Riskier ETFs

In a recent article at WSJ.com, the author interviews Michael Hartnett, a primary investment guru at Merrill Lynch. The top strategist explains that commodities, emerging markets, high-yield bonds and small-cap U.S. stocks are the “four classic canaries” in the investment mines. Moreover, he warns, the archetypal canaries have stopped singing. Yet Hartnett simply views the absence of sound as a harbinger of increased volatility. I might find humor in the overtly bullish take were it not for the precarious environment for risk-taking. After all, when birds stop chirping in coal mines, they’re dead.

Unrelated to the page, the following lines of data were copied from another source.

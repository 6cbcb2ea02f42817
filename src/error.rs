use thiserror::Error;

use crate::common::frame::{Channel, EntityId, Frame};

// Main Application Error Type

#[derive(Error, Debug)]
pub enum AppError {
    #[error("Analysis Error: {0}")]
    Analysis(#[from] AnalysisError),
    #[error("Configuration Error: {0}")]
    Config(#[from] ::config::ConfigError),
    #[error("Invalid configuration: {0}")]
    InvalidConfig(String),
    #[error("Failed to access scene file: {0}")]
    Io(#[from] std::io::Error),
    #[error("Failed to parse scene file: {0}")]
    SceneFormat(#[from] serde_json::Error),
}

// Errors raised by the analysis pass and the marker operations

#[derive(Error, Debug)]
pub enum AnalysisError {
    #[error("Please select at least one control.")]
    EmptySelection,
    #[error("Movement threshold must be a positive number, got {0}")]
    InvalidThreshold(f64),
    #[error("Invalid frame range: start {start} is after end {end}")]
    InvalidRange { start: Frame, end: Frame },
    #[error("Failed to read {entity}.{channel} at frame {frame}: {source}")]
    ChannelRead {
        entity: EntityId,
        channel: Channel,
        frame: Frame,
        #[source]
        source: HostError,
    },
    #[error("Failed to move cursor to frame {frame}: {source}")]
    Cursor {
        frame: Frame,
        #[source]
        source: HostError,
    },
    #[error("Marker operation failed: {0}")]
    Sink(#[source] HostError),
    #[error("Undo scope failed: {0}")]
    Transaction(#[source] HostError),
}

impl AnalysisError {
    /// Whether the user can fix this by changing the selection and retrying.
    pub fn is_user_correctable(&self) -> bool {
        matches!(self, AnalysisError::EmptySelection)
    }
}

// Errors reported by a host collaborator

#[derive(Error, Debug, Clone, PartialEq)]
pub enum HostError {
    #[error("Entity {0} does not exist")]
    EntityNotFound(EntityId),
    #[error("Entity {entity} has no {channel} channel")]
    ChannelMissing { entity: EntityId, channel: Channel },
    #[error("No {channel} sample for {entity} at frame {frame}")]
    FrameOutOfRange {
        entity: EntityId,
        channel: Channel,
        frame: Frame,
    },
    #[error("Marker rejected: {0}")]
    MarkerRejected(String),
    #[error("An undo scope is already open")]
    ScopeAlreadyOpen,
    #[error("No undo scope is open")]
    NoOpenScope,
}
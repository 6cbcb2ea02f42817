use chrono::{DateTime, Utc};

use crate::analysis::change_detector::{ChangeDetector, Threshold};
use crate::analysis::interval_aggregator::{IntervalAggregator, StagnantInterval};
use crate::analysis::sampler::Sampler;
use crate::common::{EntityId, FrameRange};
use crate::error::AnalysisError;
use crate::host::{ChannelSource, TimeCursor};

/// Inputs of one analysis pass.
#[derive(Debug, Clone)]
pub struct AnalysisConfig {
    threshold: Threshold,
    range: FrameRange,
    entities: Vec<EntityId>,
}

impl AnalysisConfig {
    pub fn new(
        threshold: f64,
        range: FrameRange,
        entities: Vec<EntityId>,
    ) -> Result<Self, AnalysisError> {
        if entities.is_empty() {
            return Err(AnalysisError::EmptySelection);
        }
        Ok(Self {
            threshold: Threshold::new(threshold)?,
            range,
            entities,
        })
    }

    pub fn threshold(&self) -> Threshold {
        self.threshold
    }

    pub fn range(&self) -> FrameRange {
        self.range
    }

    pub fn entities(&self) -> &[EntityId] {
        &self.entities
    }
}

#[derive(Debug, Clone)]
pub struct AnalysisReport {
    pub range: FrameRange,
    pub intervals: Vec<StagnantInterval>,
    pub transitions_evaluated: u64,
    pub changed_transitions: u64,
    pub analyzed_at: DateTime<Utc>,
}

impl AnalysisReport {
    /// Number of frames covered by stagnant intervals.
    pub fn stagnant_frames(&self) -> u64 {
        self.intervals.iter().map(StagnantInterval::frame_count).sum()
    }
}

/// Scans a frame range and folds it into stagnant intervals.
pub struct StagnationAnalyzer<'c> {
    config: &'c AnalysisConfig,
    detector: ChangeDetector,
}

impl<'c> StagnationAnalyzer<'c> {
    pub fn new(config: &'c AnalysisConfig) -> Self {
        Self {
            config,
            detector: ChangeDetector::new(config.threshold()),
        }
    }

    /// Runs the full scan. The host cursor is moved frame by frame and put back
    /// where it was afterwards; nothing else on the host is touched. On error
    /// no intervals are returned.
    pub fn run<H: ChannelSource + TimeCursor + ?Sized>(
        &self,
        host: &mut H,
    ) -> Result<AnalysisReport, AnalysisError> {
        let range = self.config.range();
        let entities = self.config.entities();
        tracing::info!(
            "Analyzing {} entities over {} with threshold {}",
            entities.len(),
            range,
            self.detector.threshold().value()
        );

        let mut sampler = Sampler::new(host);
        let mut aggregator = IntervalAggregator::new(range);
        let mut transitions_evaluated = 0;
        let mut changed_transitions = 0;

        sampler.seek(range.start())?;
        for frame in range.transitions() {
            sampler.seek(frame)?;
            let changed = self
                .detector
                .detect_change(sampler.source(), entities, frame)?;

            transitions_evaluated += 1;
            if changed {
                changed_transitions += 1;
            }
            aggregator.record(frame, changed);
        }

        let intervals = aggregator.finish();
        tracing::info!(
            "Found {} stagnant intervals ({} of {} transitions changed)",
            intervals.len(),
            changed_transitions,
            transitions_evaluated
        );

        Ok(AnalysisReport {
            range,
            intervals,
            transitions_evaluated,
            changed_transitions,
            analyzed_at: Utc::now(),
        })
    }
}
use crate::common::{Channel, EntityId, Frame, FrameSample};
use crate::error::AnalysisError;
use crate::host::{ChannelSource, CursorGuard, TimeCursor};

/// Reads the three positional channels of `entity` at `frame`.
pub fn read_sample<S: ChannelSource + ?Sized>(
    source: &S,
    entity: &EntityId,
    frame: Frame,
) -> Result<FrameSample, AnalysisError> {
    let read = |channel: Channel| {
        source
            .read_channel(entity, channel, frame)
            .map_err(|err| AnalysisError::ChannelRead {
                entity: entity.clone(),
                channel,
                frame,
                source: err,
            })
    };

    Ok(FrameSample::new(
        read(Channel::TranslateX)?,
        read(Channel::TranslateY)?,
        read(Channel::TranslateZ)?,
    ))
}

/// Walks the host cursor through a range while sampling.
///
/// Holds the cursor for its whole lifetime and hands it back at the frame it
/// found it on when dropped, on success and failure alike.
pub struct Sampler<'a, H: ChannelSource + TimeCursor + ?Sized> {
    cursor: CursorGuard<'a, H>,
}

impl<'a, H: ChannelSource + TimeCursor + ?Sized> Sampler<'a, H> {
    pub fn new(host: &'a mut H) -> Self {
        Self {
            cursor: CursorGuard::acquire(host),
        }
    }

    pub fn seek(&mut self, frame: Frame) -> Result<(), AnalysisError> {
        self.cursor
            .set_current_frame(frame)
            .map_err(|source| AnalysisError::Cursor { frame, source })
    }

    pub fn sample(&self, entity: &EntityId, frame: Frame) -> Result<FrameSample, AnalysisError> {
        read_sample(self.source(), entity, frame)
    }

    pub fn source(&self) -> &H {
        &self.cursor
    }
}

#[cfg(test)]
mod tests {
    use super::*;
    use crate::error::HostError;
    use crate::host::memory::{EntityTrack, InMemoryScene};

    fn scene() -> InMemoryScene {
        InMemoryScene::builder()
            .playback_range(1, 3)
            .current_frame(2)
            .entity(
                "ball",
                EntityTrack::new(1)
                    .with_channel(Channel::TranslateX, vec![0.0, 1.0, 2.0])
                    .with_channel(Channel::TranslateY, vec![5.0, 5.0, 5.0])
                    .with_channel(Channel::TranslateZ, vec![-1.0, -2.0, -3.0]),
            )
            .entity(
                "flat",
                EntityTrack::new(1).with_channel(Channel::TranslateX, vec![0.0, 0.0, 0.0]),
            )
            .build()
            .unwrap()
    }

    #[test]
    fn samples_all_three_channels() {
        let scene = scene();
        let sample = read_sample(&scene, &"ball".into(), 3).unwrap();
        assert_eq!(sample, FrameSample::new(2.0, 5.0, -3.0));
    }

    #[test]
    fn missing_channel_is_a_read_failure() {
        let scene = scene();
        let err = read_sample(&scene, &"flat".into(), 1).unwrap_err();
        match err {
            AnalysisError::ChannelRead {
                entity,
                channel,
                frame,
                source,
            } => {
                assert_eq!(entity.as_str(), "flat");
                assert_eq!(channel, Channel::TranslateY);
                assert_eq!(frame, 1);
                assert!(matches!(source, HostError::ChannelMissing { .. }));
            }
            other => panic!("unexpected error: {other}"),
        }
    }

    #[test]
    fn sampler_restores_cursor() {
        let mut scene = scene();
        {
            let mut sampler = Sampler::new(&mut scene);
            sampler.seek(3).unwrap();
            assert_eq!(sampler.source().current_frame(), 3);
            assert_eq!(sampler.sample(&"ball".into(), 3).unwrap().x, 2.0);
        }
        assert_eq!(scene.current_frame(), 2);
    }
}
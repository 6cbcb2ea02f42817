use indexmap::IndexMap;
use serde::{Deserialize, Serialize};
use std::fs::File;
use std::io::{BufReader, BufWriter};
use std::path::Path;

use crate::analysis::StagnantInterval;
use crate::common::{Channel, EntityId, Frame, FrameRange};
use crate::error::{AnalysisError, AppError, HostError};
use crate::host::{ChannelSource, MarkerSink, SceneHost, TimeCursor, UndoScope};
use crate::markers::{DEFAULT_MARKER_PREFIX, Marker, MarkerColor};

#[derive(Debug, Clone, Copy, PartialEq, Eq, Default, Serialize, Deserialize)]
#[serde(rename_all = "snake_case")]
pub enum EntityKind {
    #[default]
    Transform,
    Other,
}

/// Baked per-frame channel values of one entity, starting at `first_frame`.
#[derive(Debug, Clone, Serialize, Deserialize)]
pub struct EntityTrack {
    #[serde(default)]
    pub kind: EntityKind,
    pub first_frame: Frame,
    #[serde(default)]
    pub channels: IndexMap<Channel, Vec<f64>>,
}

impl EntityTrack {
    pub fn new(first_frame: Frame) -> Self {
        Self {
            kind: EntityKind::Transform,
            first_frame,
            channels: IndexMap::new(),
        }
    }

    pub fn with_channel(mut self, channel: Channel, values: Vec<f64>) -> Self {
        self.channels.insert(channel, values);
        self
    }
}

// State captured when an undo scope opens
#[derive(Debug, Clone)]
struct SceneSnapshot {
    label: String,
    markers: Vec<Marker>,
    current_frame: Frame,
}

/// A self-contained scene host backed by baked channel data.
///
/// Loaded from and saved to JSON by the command line tool; also the host used
/// throughout the tests.
#[derive(Debug, Clone, Serialize, Deserialize)]
pub struct InMemoryScene {
    playback_range: FrameRange,
    #[serde(default)]
    current_frame: Frame,
    #[serde(default)]
    selection: Vec<EntityId>,
    #[serde(default)]
    entities: IndexMap<EntityId, EntityTrack>,
    #[serde(default)]
    markers: Vec<Marker>,
    #[serde(default = "default_marker_prefix", skip_serializing)]
    marker_prefix: String,
    #[serde(default, skip_serializing_if = "Option::is_none")]
    marker_capacity: Option<usize>,
    #[serde(skip)]
    marker_support_loaded: bool,
    #[serde(skip)]
    open_scope: Option<SceneSnapshot>,
    #[serde(skip)]
    undo_stack: Vec<SceneSnapshot>,
}

fn default_marker_prefix() -> String {
    DEFAULT_MARKER_PREFIX.to_string()
}

impl InMemoryScene {
    pub fn builder() -> InMemorySceneBuilder {
        InMemorySceneBuilder::default()
    }

    pub fn from_json_file(path: &Path) -> Result<Self, AppError> {
        let reader = BufReader::new(File::open(path)?);
        Ok(serde_json::from_reader(reader)?)
    }

    pub fn save_json_file(&self, path: &Path) -> Result<(), AppError> {
        let writer = BufWriter::new(File::create(path)?);
        serde_json::to_writer_pretty(writer, self)?;
        Ok(())
    }

    pub fn set_marker_prefix(&mut self, prefix: impl Into<String>) {
        self.marker_prefix = prefix.into();
    }

    pub fn remove_entity(&mut self, entity: &EntityId) -> Option<EntityTrack> {
        self.entities.shift_remove(entity)
    }

    pub fn is_marker_support_loaded(&self) -> bool {
        self.marker_support_loaded
    }

    /// Number of committed scopes that can be undone.
    pub fn undo_depth(&self) -> usize {
        self.undo_stack.len()
    }

    /// Reverts the marker set to before the last committed scope, returning its label.
    pub fn undo(&mut self) -> Result<Option<String>, HostError> {
        if self.open_scope.is_some() {
            return Err(HostError::ScopeAlreadyOpen);
        }
        Ok(self.undo_stack.pop().map(|snapshot| {
            tracing::info!("Undo '{}'", snapshot.label);
            self.markers = snapshot.markers;
            snapshot.label
        }))
    }
}

impl ChannelSource for InMemoryScene {
    fn read_channel(
        &self,
        entity: &EntityId,
        channel: Channel,
        frame: Frame,
    ) -> Result<f64, HostError> {
        let track = self
            .entities
            .get(entity)
            .ok_or_else(|| HostError::EntityNotFound(entity.clone()))?;
        let values = track
            .channels
            .get(&channel)
            .ok_or_else(|| HostError::ChannelMissing {
                entity: entity.clone(),
                channel,
            })?;

        frame
            .checked_sub(track.first_frame)
            .and_then(|offset| usize::try_from(offset).ok())
            .and_then(|index| values.get(index))
            .copied()
            .ok_or_else(|| HostError::FrameOutOfRange {
                entity: entity.clone(),
                channel,
                frame,
            })
    }
}

impl TimeCursor for InMemoryScene {
    fn current_frame(&self) -> Frame {
        self.current_frame
    }

    fn set_current_frame(&mut self, frame: Frame) -> Result<(), HostError> {
        self.current_frame = frame;
        Ok(())
    }
}

impl MarkerSink for InMemoryScene {
    fn ensure_marker_support(&mut self) -> Result<(), HostError> {
        if !self.marker_support_loaded {
            tracing::debug!("Loading timeline marker support");
            self.marker_support_loaded = true;
        }
        Ok(())
    }

    fn markers(&self) -> &[Marker] {
        &self.markers
    }

    fn clear_all_markers(&mut self) -> Result<usize, HostError> {
        let removed = self.markers.len();
        self.markers.clear();
        Ok(removed)
    }

    fn create_marker(
        &mut self,
        interval: StagnantInterval,
        color: MarkerColor,
    ) -> Result<(), HostError> {
        if let Some(capacity) = self.marker_capacity {
            if self.markers.len() >= capacity {
                return Err(HostError::MarkerRejected(format!(
                    "scene holds at most {} markers",
                    capacity
                )));
            }
        }
        self.markers
            .push(Marker::new(&self.marker_prefix, interval, color));
        Ok(())
    }
}

impl UndoScope for InMemoryScene {
    fn open_scope(&mut self, label: &str) -> Result<(), HostError> {
        if self.open_scope.is_some() {
            return Err(HostError::ScopeAlreadyOpen);
        }
        self.open_scope = Some(SceneSnapshot {
            label: label.to_string(),
            markers: self.markers.clone(),
            current_frame: self.current_frame,
        });
        Ok(())
    }

    fn commit_scope(&mut self) -> Result<(), HostError> {
        let snapshot = self.open_scope.take().ok_or(HostError::NoOpenScope)?;
        self.undo_stack.push(snapshot);
        Ok(())
    }

    fn rollback_scope(&mut self) -> Result<(), HostError> {
        let snapshot = self.open_scope.take().ok_or(HostError::NoOpenScope)?;
        self.markers = snapshot.markers;
        self.current_frame = snapshot.current_frame;
        Ok(())
    }
}

impl SceneHost for InMemoryScene {
    fn selection(&self) -> Vec<EntityId> {
        self.selection
            .iter()
            .filter(|id| {
                self.entities
                    .get(*id)
                    .is_some_and(|track| track.kind == EntityKind::Transform)
            })
            .cloned()
            .collect()
    }

    fn playback_range(&self) -> FrameRange {
        self.playback_range
    }
}

#[derive(Debug, Default)]
pub struct InMemorySceneBuilder {
    playback_range: Option<(Frame, Frame)>,
    current_frame: Option<Frame>,
    selection: Vec<EntityId>,
    entities: IndexMap<EntityId, EntityTrack>,
    markers: Vec<Marker>,
    marker_prefix: Option<String>,
    marker_capacity: Option<usize>,
}

impl InMemorySceneBuilder {
    pub fn playback_range(mut self, start: Frame, end: Frame) -> Self {
        self.playback_range = Some((start, end));
        self
    }

    // Defaults to the start of the playback range.
    pub fn current_frame(mut self, frame: Frame) -> Self {
        self.current_frame = Some(frame);
        self
    }

    pub fn entity(mut self, id: impl Into<EntityId>, track: EntityTrack) -> Self {
        self.entities.insert(id.into(), track);
        self
    }

    pub fn select(mut self, id: impl Into<EntityId>) -> Self {
        self.selection.push(id.into());
        self
    }

    pub fn marker(mut self, marker: Marker) -> Self {
        self.markers.push(marker);
        self
    }

    pub fn marker_prefix(mut self, prefix: impl Into<String>) -> Self {
        self.marker_prefix = Some(prefix.into());
        self
    }

    pub fn marker_capacity(mut self, capacity: usize) -> Self {
        self.marker_capacity = Some(capacity);
        self
    }

    pub fn build(self) -> Result<InMemoryScene, AnalysisError> {
        let (start, end) = self.playback_range.unwrap_or((1, 1));
        let playback_range = FrameRange::new(start, end)?;
        Ok(InMemoryScene {
            playback_range,
            current_frame: self.current_frame.unwrap_or(start),
            selection: self.selection,
            entities: self.entities,
            markers: self.markers,
            marker_prefix: self.marker_prefix.unwrap_or_else(default_marker_prefix),
            marker_capacity: self.marker_capacity,
            marker_support_loaded: false,
            open_scope: None,
            undo_stack: Vec::new(),
        })
    }
}
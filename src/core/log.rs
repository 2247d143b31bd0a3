use tracing::level_filters::LevelFilter;
use tracing_subscriber::{
    EnvFilter, filter::Targets, fmt, prelude::__tracing_subscriber_SubscriberExt,
    util::SubscriberInitExt,
};

/// Installs the global subscriber. Logs go to stderr so they never interleave
/// with the interactive prompts on stdout.
pub fn init_logging(verbose: bool) {
    let (level_filter, level) = if verbose {
        (LevelFilter::DEBUG, "debug")
    } else {
        (LevelFilter::OFF, "off")
    };
    let app_filter = Targets::new().with_target("fxconv", level_filter);
    let env_filter = EnvFilter::try_from_default_env().unwrap_or_else(|_| EnvFilter::new(level));

    tracing_subscriber::registry()
        .with(
            fmt::layer()
                .pretty()
                .without_time()
                .with_writer(std::io::stderr),
        )
        .with(app_filter)
        .with(env_filter)
        .init();
}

In truth, several of the four canaries have been sickly for months. On small-cap woes:

July 30. Tactical Asset Allocation And the Understanding of Longer-Term Trends
July 16. Why U.S. Small Cap ETFs Are Losing Their Way

On commodity depreciation:

August 20. Is the Depreciation in the Commodity ETF Space Surprising?
August 13. These 5 Charts Are Killing Risk-On Exhilaration

More recently, higher-yielding bonds have widened their spread against Treasuries. If you have been willing to take the risk associated with “high yield,” I recommend that you do so in the context of exchange-traded vehicles that actually mature like individual bonds. When you redeem shares of a popular fund like SPDR High Yield Bond (JNK), the sale may result in a capital gain or loss. The loss might even be rather severe. In contrast, holding an asset to maturity like Guggenheim BulletShares 2015 High Yield Corporate (BSJF) implies that you will collect the income payments as well as the return of principal of the diversified basket’s high yield corporates maturing in 2015.